The DIICOT returned to the fray in May 2016 in what has been described in the local media as Rompetrol II, an investigation that was announced just days after KMGI revealed it intended to sell a 51% stake in the international business to a Chinese company. The Romanian Government’s existing share in the Petromidia refinery would not be affected. It was said to be an immensely complex investigation. Four former government ministers have been indicted.

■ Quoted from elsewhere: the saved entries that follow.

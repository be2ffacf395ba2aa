use std::fmt;

use async_trait::async_trait;
use reqwest::Client;
use serde::Deserialize;
use sm_core::config::NewsSettings;
use sm_core::{Article, Error, NewsSource, Result};
use tracing::{debug, info, warn};
use url::Url;

use crate::normalize::{normalize_article, RawArticle};

const SERVICE: &str = "NewsAPI";

#[derive(Debug, Deserialize)]
#[serde(rename_all = "camelCase")]
struct EverythingResponse {
    status: String,
    #[serde(default)]
    total_results: Option<u64>,
    #[serde(default)]
    articles: Vec<RawArticle>,
    #[serde(default)]
    message: Option<String>,
}

/// Client for the NewsAPI `everything` search
pub struct NewsApiSource {
    client: Client,
    api_key: String,
    endpoint: Url,
    language: String,
    page_size: u32,
}

impl NewsApiSource {
    pub fn new(settings: &NewsSettings) -> Result<Self> {
        let api_key = settings.require_api_key()?.to_string();
        let endpoint = Url::parse(&settings.base_url)
            .and_then(|base| base.join("/v2/everything"))
            .map_err(|e| Error::Config(format!("Invalid news API URL '{}': {}", settings.base_url, e)))?;
        let client = Client::builder()
            .timeout(settings.timeout())
            .build()?;

        Ok(Self {
            client,
            api_key,
            endpoint,
            language: settings.language.clone(),
            page_size: settings.page_size,
        })
    }

    pub fn endpoint(&self) -> &Url {
        &self.endpoint
    }
}

impl fmt::Debug for NewsApiSource {
    fn fmt(&self, f: &mut fmt::Formatter<'_>) -> fmt::Result {
        f.debug_struct("NewsApiSource")
            .field("client", &"<reqwest::Client>")
            .field("api_key", &"<redacted>")
            .field("endpoint", &self.endpoint.as_str())
            .field("language", &self.language)
            .field("page_size", &self.page_size)
            .finish()
    }
}

#[async_trait]
impl NewsSource for NewsApiSource {
    fn name(&self) -> &str {
        SERVICE
    }

    async fn fetch_articles(&self, company: &str) -> Result<Vec<Article>> {
        let page_size = self.page_size.to_string();
        let response = self
            .client
            .get(self.endpoint.clone())
            .query(&[
                ("q", company),
                ("apiKey", self.api_key.as_str()),
                ("language", self.language.as_str()),
                ("pageSize", page_size.as_str()),
            ])
            .send()
            .await
            .map_err(|e| Error::upstream(SERVICE, e))?;

        let status = response.status();
        info!("🔍 Fetching news for '{}' | Status Code: {}", company, status.as_u16());

        if !status.is_success() {
            let body = response.text().await.unwrap_or_default();
            return Err(Error::upstream(SERVICE, format!("status {}: {}", status.as_u16(), body.trim())));
        }

        let payload: EverythingResponse = response
            .json()
            .await
            .map_err(|e| Error::upstream(SERVICE, format!("undecodable response: {}", e)))?;

        if payload.status != "ok" {
            let message = payload.message.unwrap_or_else(|| payload.status.clone());
            return Err(Error::upstream(SERVICE, message));
        }

        let received = payload.articles.len();
        let articles: Vec<Article> = payload.articles.into_iter().filter_map(normalize_article).collect();
        debug!(
            "Dropped {} of {} records (total results: {:?})",
            received - articles.len(),
            received,
            payload.total_results
        );

        if articles.is_empty() {
            warn!("⚠️ No news articles found for '{}'.", company);
        } else {
            info!("✅ Retrieved {} articles.", articles.len());
        }

        Ok(articles)
    }
}

#[cfg(test)]
mod tests {
    use super::*;
    use axum::extract::Query;
    use axum::http::StatusCode;
    use axum::routing::get;
    use axum::{Json, Router};
    use serde_json::{json, Value};
    use std::collections::HashMap;

    async fn spawn_server(router: Router) -> String {
        let listener = tokio::net::TcpListener::bind("127.0.0.1:0").await.unwrap();
        let addr = listener.local_addr().unwrap();
        tokio::spawn(async move {
            axum::serve(listener, router).await.unwrap();
        });
        format!("http://{}", addr)
    }

    fn settings(base_url: String) -> NewsSettings {
        NewsSettings {
            api_key: Some("test-key".to_string()),
            base_url,
            ..Default::default()
        }
    }

    #[test]
    fn test_new_requires_api_key() {
        let settings = NewsSettings::default();
        assert!(matches!(NewsApiSource::new(&settings), Err(Error::Config(_))));
    }

    #[test]
    fn test_endpoint_and_debug() {
        let source = NewsApiSource::new(&settings("https://newsapi.org".to_string())).unwrap();
        assert_eq!(source.endpoint().as_str(), "https://newsapi.org/v2/everything");
        assert!(!format!("{:?}", source).contains("test-key"));
    }

    #[tokio::test]
    async fn test_fetch_articles() {
        let router = Router::new().route(
            "/v2/everything",
            get(|Query(params): Query<HashMap<String, String>>| async move {
                assert_eq!(params.get("q").map(String::as_str), Some("Acme"));
                assert_eq!(params.get("apiKey").map(String::as_str), Some("test-key"));
                assert_eq!(params.get("language").map(String::as_str), Some("en"));
                assert_eq!(params.get("pageSize").map(String::as_str), Some("10"));
                Json(json!({
                    "status": "ok",
                    "totalResults": 3,
                    "articles": [
                        {
                            "source": {"id": null, "name": "Reuters"},
                            "title": "Acme beats estimates",
                            "description": "Acme profits rose sharply",
                            "url": "https://example.com/1",
                            "publishedAt": "2024-03-01T10:00:00Z"
                        },
                        {
                            "source": {"id": null, "name": "Wire"},
                            "title": "Acme files report",
                            "description": null,
                            "url": "https://example.com/2",
                            "publishedAt": null
                        },
                        {
                            "source": {"id": null, "name": "Wire"},
                            "title": "No link",
                            "description": "Dropped",
                            "url": null
                        }
                    ]
                }))
            }),
        );
        let base = spawn_server(router).await;
        let source = NewsApiSource::new(&settings(base)).unwrap();

        let articles = source.fetch_articles("Acme").await.unwrap();
        assert_eq!(articles.len(), 2);
        assert_eq!(articles[0].summary, "Acme profits rose sharply");
        assert_eq!(articles[1].summary, "Acme files report");
        assert_eq!(articles[1].published_date, "Unknown");
    }

    #[tokio::test]
    async fn test_error_status_is_upstream_unavailable() {
        let router = Router::new().route(
            "/v2/everything",
            get(|| async {
                (
                    StatusCode::UNAUTHORIZED,
                    Json(json!({"status": "error", "code": "apiKeyInvalid", "message": "bad key"})),
                )
            }),
        );
        let base = spawn_server(router).await;
        let source = NewsApiSource::new(&settings(base)).unwrap();

        let err = source.fetch_articles("Acme").await.unwrap_err();
        match err {
            Error::UpstreamUnavailable { service, reason } => {
                assert_eq!(service, "NewsAPI");
                assert!(reason.contains("401"));
            }
            other => panic!("unexpected error: {:?}", other),
        }
    }

    #[tokio::test]
    async fn test_empty_result_is_ok() {
        let router = Router::new().route(
            "/v2/everything",
            get(|| async { Json::<Value>(json!({"status": "ok", "totalResults": 0, "articles": []})) }),
        );
        let base = spawn_server(router).await;
        let source = NewsApiSource::new(&settings(base)).unwrap();

        let articles = source.fetch_articles("Nobody").await.unwrap();
        assert!(articles.is_empty());
    }

    #[tokio::test]
    async fn test_unreachable_host_is_upstream_unavailable() {
        let listener = std::net::TcpListener::bind("127.0.0.1:0").unwrap();
        let addr = listener.local_addr().unwrap();
        drop(listener);

        let source = NewsApiSource::new(&settings(format!("http://{}", addr))).unwrap();
        let err = source.fetch_articles("Acme").await.unwrap_err();
        assert!(matches!(err, Error::UpstreamUnavailable { .. }));
    }
}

The Romanian media have raised questions, pointing out that a similar scandal involving the privatization of the oil company Petrom led to much less dramatic treatment.Evenimentul Zilei, a leading Bucharest publication, concluded that “the state has had double standards in regards to the two privatizations and what investor could afford to pay the absurd sums claimed by DIICOT, whose action may even chase away one of the largest investors from the Romanian economy, at times when other refiners in Europe are leaving this industry.”

KMGI issued a Notice of Dispute on July 26, 2016 to resist the asset seizure. A letter sent by KMGI’s lawyers at Freshfields to the Romanian prime minister and other senior ministers accuses the DIICOT and other agencies of “attempting to seize and destroy Oilfield’s business.”

The letter outlines a transaction that took place before KMGI’s involvement in the country when the then state-owned oil company Rompetrol sold an interest in a Libyan operation to Repsol, the Spanish energy company. It continues, “several years after privatisation… the Romanian authorities commenced proceedings to recover all receivables from Repsol which it argued should have been paid over to the Romanian state.”

The letter refers to a local judicial decision to make KMGI civilly liable for the “alleged embezzlement by former owners and officers of the payments from Repsol.” Initial losses were put at $58m but as a result of punitive interest rates, these escalated to $240m. The document then outlines how the Romanian authorities imposed wide-ranging freezing orders on Oilfield”s assets “effectively debilitating the company.”

It continues, “The process in which Oilfield was forced to participate was procedurally unfair and arbitrary, characterised by gross violations of due process…. Romania singled out Oilfield for draconian treatment… It constitutes expropriation without compensation.”

DIICOT later expanded the range of frozen Rompetrol assets. It is understood that more than $2.1 billion of Rompetrol assets are now subject to freezing orders.

One effect of the move against KMGI’s energy assets is to place in jeopardy the sale of an interest in the Romanian oil industry to the Shanghai-based CEFC China Energy. CEFC is understood to remain interested in the deal, and has given KMGI an extension of the required completion date. Azamat Zhangulov, senior VP of KMGI said in October, “the deal is being renegotiated.”

KMGI draws attention to the risk the seizure presents to Romania’s energy diversity and self-sufficiency. This is particularly crucial as Romania is a member of the European Union. The possibility that the Kazakh company will withdraw from Romania and pursue interests in other Central European markets remains very live and pressing without some movement from the Romanian government, it warns.

The future of a $1 billion joint investment fund set up, under a memorandum of understanding, by the government of Kazakhstan for furthering investments in Romanian energy projects also looks in jeopardy.

Foreign investors will also need to factor in Romania’s treatment of a foreign investor before committing funds to the country, warns KMGI. Zhangulov comments that Romania’s oil sector was “unproductive, inefficient, uncompetitive and close to insolvency” when the company acquired Rompetrol. “We have transformed it into a number one producer for quality volume and exports…. [W]e have invested billions to make our assets the best in the market. We are good corporate citizens and good for Romania”.